Surprise! House Targets Attorney General Jim Hood Again

Rep. Mark Baker, R-Brandon, introduced a bill that would prohibit the attorney general from bringing claims under the Mississippi Consumer Protection Act.

Rep. Mark Baker, R-Brandon, introduced a bill that would prohibit the attorney general from bringing claims under the Mississippi Consumer Protection Act. Photo by Stephen Wilson.

Rep. Mark Baker, R-Brandon, is consistent at least. His annual trip to the podium to limit Attorney General Jim Hood—the only Democrat in a statewide elected office—went well for him this week. Baker presented House Bill 1238 on Thursday, which would prevent the attorney general from bringing lawsuits under the Mississippi Consumer Protection Act.

The move is consistent with Republicans' desire to limit the attorney general's ability to sue corporations, which dates as far back to when Mississippi successfully sued the tobacco industry in the 1990s.

Baker said 25 other states have similar measures in place that require recourse under the Consumer Protection Act, which a regulating agency such as the Mississippi Public Service Commission or the Mississippi Department of Insurance would handle.

"This bill simply says the Legislature gives the agency the authority and responsibility of regulated activity," Baker said during debate on Thursday.

"[I]f the question is a matter of rates regulated by the insurance commissioner, shouldn't they go back to the insurance commissioner through rules and regulations? Twenty-five states say yes, and here's why: because attorney generals throughout the country have taken what was supposed to apply to a day-to-day purchase, a small consumer purchase... as alternate means to extort money out of businesses."

The attorney general brings claims under the Mississippi Consumer Protection Act regularly. Most recently, Hood recovered $33 million from pharmaceutical corporation Watson Inc., after it manipulated drug prices it charged to the state's Medicaid program.

Baker pointed out that his bill does not prevent Hood from filing a lawsuit altogether. "This change wouldn't stop a lawsuit; what this does is stop a lawsuit under the Consumer Protection Act," Baker said.

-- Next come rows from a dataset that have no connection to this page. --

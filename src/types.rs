//! # Type system
//!
//! Types are singleton descriptors over a closed set, represented as
//! plain `Copy` enums with small inherent methods rather than a trait
//! hierarchy. `Type` adds three explicit relations instead of
//! inheritance: [`Type::equals`], [`Type::is_compatible_with`],
//! [`Type::can_convert_to`].

use std::fmt;

/// The closed set of value categories this language supports.
#[derive(Debug, Clone, PartialEq, Eq, Hash)]
pub enum Type {
    // Primitives
    Int,
    Long,
    Float,
    Double,
    String,
    Bool,
    Number,
    Void,

    // Musical scalars
    Note,
    Semitone,
    Cent,
    Millisecond,
    Second,
    Decibel,
    Beat,

    // Musical aggregates
    MusicalNote,
    Bar,
    Sequence,
    Chord,
    Section,
    Song,
    TimeSignature,
    NoteValue,

    // Audio aggregates
    Buffer,
    OscillatorState,
    Envelope,
    Voice,
    Track,

    // Parametric
    Array(Box<Type>),
    Lazy(Box<Type>),
    Function,

    // Abstract placeholder
    Buf,
}

impl fmt::Display for Type {
    fn fmt(&self, f: &mut fmt::Formatter<'_>) -> fmt::Result {
        match self {
            Type::Array(inner) => write!(f, "{}s", inner),
            Type::Lazy(inner) => write!(f, "Lazy<{}>", inner),
            other => write!(f, "{:?}", other),
        }
    }
}

/// Rung on the numeric widening ladder; higher outranks lower for
/// conversion purposes. Non-numeric types have no rung. Exposed beyond
/// this module so the interpreter can pick a binary expression's result
/// type without re-deriving the same ladder.
pub fn numeric_rank(ty: &Type) -> Option<u8> {
    match ty {
        Type::Int => Some(0),
        Type::Long | Type::Float => Some(1),
        Type::Double => Some(2),
        Type::Number => Some(3),
        _ => None,
    }
}

impl Type {
    /// Integer specificity, used as an overload-resolution tie-break.
    /// More specific (narrower) types get a higher number; `Void` and the
    /// `Array<Void>` universal placeholder sit at the bottom.
    pub fn specificity(&self) -> i32 {
        match self {
            Type::Void => 0,
            Type::Array(inner) if **inner == Type::Void => 1,
            Type::Number => 2,
            Type::Double => 4,
            Type::Long | Type::Float => 5,
            Type::Int => 6,
            Type::Array(inner) => 10 + inner.specificity(),
            Type::Lazy(inner) => 10 + inner.specificity(),
            Type::Buf => 1,
            _ => 8,
        }
    }

    pub fn equals(&self, other: &Type) -> bool {
        self == other
    }

    /// Same effective category. Distinct from equality: e.g. any two
    /// array types are compatible with each other's "arrayness" is not
    /// implied — compatibility is element-wise for parametrics, exact
    /// otherwise, with the Void-array wildcard accepting either side.
    pub fn is_compatible_with(&self, other: &Type) -> bool {
        match (self, other) {
            (a, b) if a == b => true,
            (Type::Array(a), Type::Array(b)) => {
                **a == Type::Void || **b == Type::Void || a.is_compatible_with(b)
            }
            (Type::Lazy(a), Type::Lazy(b)) => {
                **a == Type::Void || **b == Type::Void || a.is_compatible_with(b)
            }
            _ => false,
        }
    }

    /// Explicit convertibility ladder: numeric widening, symmetric time
    /// units, and the empty-array-literal rule.
    pub fn can_convert_to(&self, target: &Type) -> bool {
        if self == target {
            return true;
        }
        if let (Some(from_rank), Some(to_rank)) = (numeric_rank(self), numeric_rank(target)) {
            return from_rank <= to_rank;
        }
        match (self, target) {
            (Type::Millisecond, Type::Second) | (Type::Second, Type::Millisecond) => true,
            (Type::Array(a), Type::Array(b)) => **a == Type::Void || a.can_convert_to(b),
            _ => false,
        }
    }

    pub fn default_value_type(&self) -> Type {
        self.clone()
    }

    pub fn is_array(&self) -> bool {
        matches!(self, Type::Array(_))
    }

    pub fn array_element(&self) -> Option<&Type> {
        match self {
            Type::Array(inner) => Some(inner),
            _ => None,
        }
    }
}

/// A function signature: name, ordered parameter types, varargs flag.
/// Equality (used for overload replacement and ambiguity checks) compares
/// name, arity ignoring trailing varargs expansion, pairwise parameter
/// equality, and the varargs flag, with the Void-varargs wildcard that
/// lets `list(...)` accept any single-argument array.
#[derive(Debug, Clone, PartialEq, Eq)]
pub struct Signature {
    pub name: String,
    pub params: Vec<Type>,
    pub is_varargs: bool,
}

impl Signature {
    pub fn new(name: impl Into<String>, params: Vec<Type>, is_varargs: bool) -> Self {
        Self {
            name: name.into(),
            params,
            is_varargs,
        }
    }

    pub fn arity(&self) -> usize {
        self.params.len()
    }

    pub fn signature_equals(&self, other: &Signature) -> bool {
        if self.name != other.name || self.is_varargs != other.is_varargs {
            return false;
        }
        if self.params.len() != other.params.len() {
            return false;
        }
        self.params
            .iter()
            .zip(other.params.iter())
            .all(|(a, b)| a == b || is_void_wildcard_pair(a, b))
    }
}

fn is_void_wildcard_pair(a: &Type, b: &Type) -> bool {
    matches!((a, b), (Type::Array(x), Type::Array(y)) if **x == Type::Void || **y == Type::Void)
}

#[cfg(test)]
mod tests {
    use super::*;

    #[test]
    fn numeric_ladder_reflexivity() {
        for t in [Type::Int, Type::Long, Type::Float, Type::Double, Type::Number] {
            assert!(t.can_convert_to(&t), "{:?} should convert to itself", t);
        }
    }

    #[test]
    fn numeric_ladder_widens_one_direction() {
        assert!(Type::Int.can_convert_to(&Type::Long));
        assert!(Type::Int.can_convert_to(&Type::Double));
        assert!(Type::Long.can_convert_to(&Type::Number));
        assert!(!Type::Double.can_convert_to(&Type::Int));
        assert!(!Type::Number.can_convert_to(&Type::Double));
    }

    #[test]
    fn time_units_are_symmetric() {
        assert!(Type::Millisecond.can_convert_to(&Type::Second));
        assert!(Type::Second.can_convert_to(&Type::Millisecond));
    }

    #[test]
    fn void_array_matches_any_element() {
        let void_arr = Type::Array(Box::new(Type::Void));
        let int_arr = Type::Array(Box::new(Type::Int));
        assert!(void_arr.is_compatible_with(&int_arr));
        assert!(int_arr.is_compatible_with(&void_arr));
    }

    #[test]
    fn signature_equality_ignores_void_varargs_wildcard() {
        let a = Signature::new("list", vec![Type::Array(Box::new(Type::Void))], true);
        let b = Signature::new("list", vec![Type::Array(Box::new(Type::Int))], true);
        assert!(a.signature_equals(&b));
    }

    #[test]
    fn specificity_orders_narrow_over_wide() {
        assert!(Type::Int.specificity() > Type::Double.specificity());
        assert!(Type::Double.specificity() > Type::Number.specificity());
        assert!(Type::Number.specificity() > Type::Void.specificity());
    }
}
use serde::{Deserialize, Serialize};

use crate::camera_model::CameraIntrinsics;
use crate::correspondence::MatcherConfig;
use crate::features::detector::DetectorConfig;
use crate::pose_estimator::PoseConfig;
use crate::trajectory::TrajectoryConfig;

/// All tunables of the pipeline. Missing JSON fields fall back to defaults.
#[derive(Debug, Clone, Default, PartialEq, Serialize, Deserialize)]
#[serde(default)]
pub struct OdometryConfig {
    pub camera: CameraIntrinsics,
    pub detector: DetectorConfig,
    pub matcher: MatcherConfig,
    pub pose: PoseConfig,
    pub trajectory: TrajectoryConfig,
    /// Re-project the accumulated rotation onto SO(3) every N pose updates.
    /// Off when `None`.
    pub reorthonormalize_every: Option<usize>,
    /// Seed of every RANSAC run.
    pub seed: u64,
}

impl OdometryConfig {
    pub fn with_reorthonormalization(mut self, every: usize) -> OdometryConfig {
        self.reorthonormalize_every = Some(every);
        self
    }
}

If House Bill 1238 had been law then, it would have prohibited Hood from bringing a claim against Watson Inc. under the state's Consumer Protection Act, missing out on more than $5.2 million in civil penalties, a press release from Hood's office says.

Hood, who visited the House floor earlier this week, adamantly opposes the measure.

"Should HB 1238 pass, it would be devastating to the protection of Mississippians," he said in a press release. "Much of the success in our office has been protecting consumers from corporate wrongdoers, and the people of Mississippi deserve more than their lawmakers stripping those protections."

Democrats decried the measure as another one of Baker's bills to limit the attorney general's powers.

"We elected an attorney general—that attorney general is bringing over $33 million because of wrongdoing that was exposed and being taken care of," Rep. Tommy Reynolds, D-Charleston, said while speaking against the bill. "It's not that we're getting settlements on account of people doing right, but people grossly abusing our citizens."

Rep. David Baria, D-Bay St. Louis, also spoke against the bill, saying it is a frontal assault on the state's Consumer Protection Act. Baria pointed out that the process to bring a claim under the act is about 15 paragraphs long in statute and takes work.

"You can't just throw a claim out there and win," he said.

The bill passed by a narrow margin on Thursday, by a vote of 57-52, with several Republicans voting against the measure. A handful of lawmakers chose not to vote; Speaker Philip Gunn voted in favor of the measure. After Baria held the bill on a motion to reconsider, the House voted to send it to the Senate on Friday morning by another close vote of 55-50, with nine Republicans not voting. Now the bill's fate is in the Senate's hands.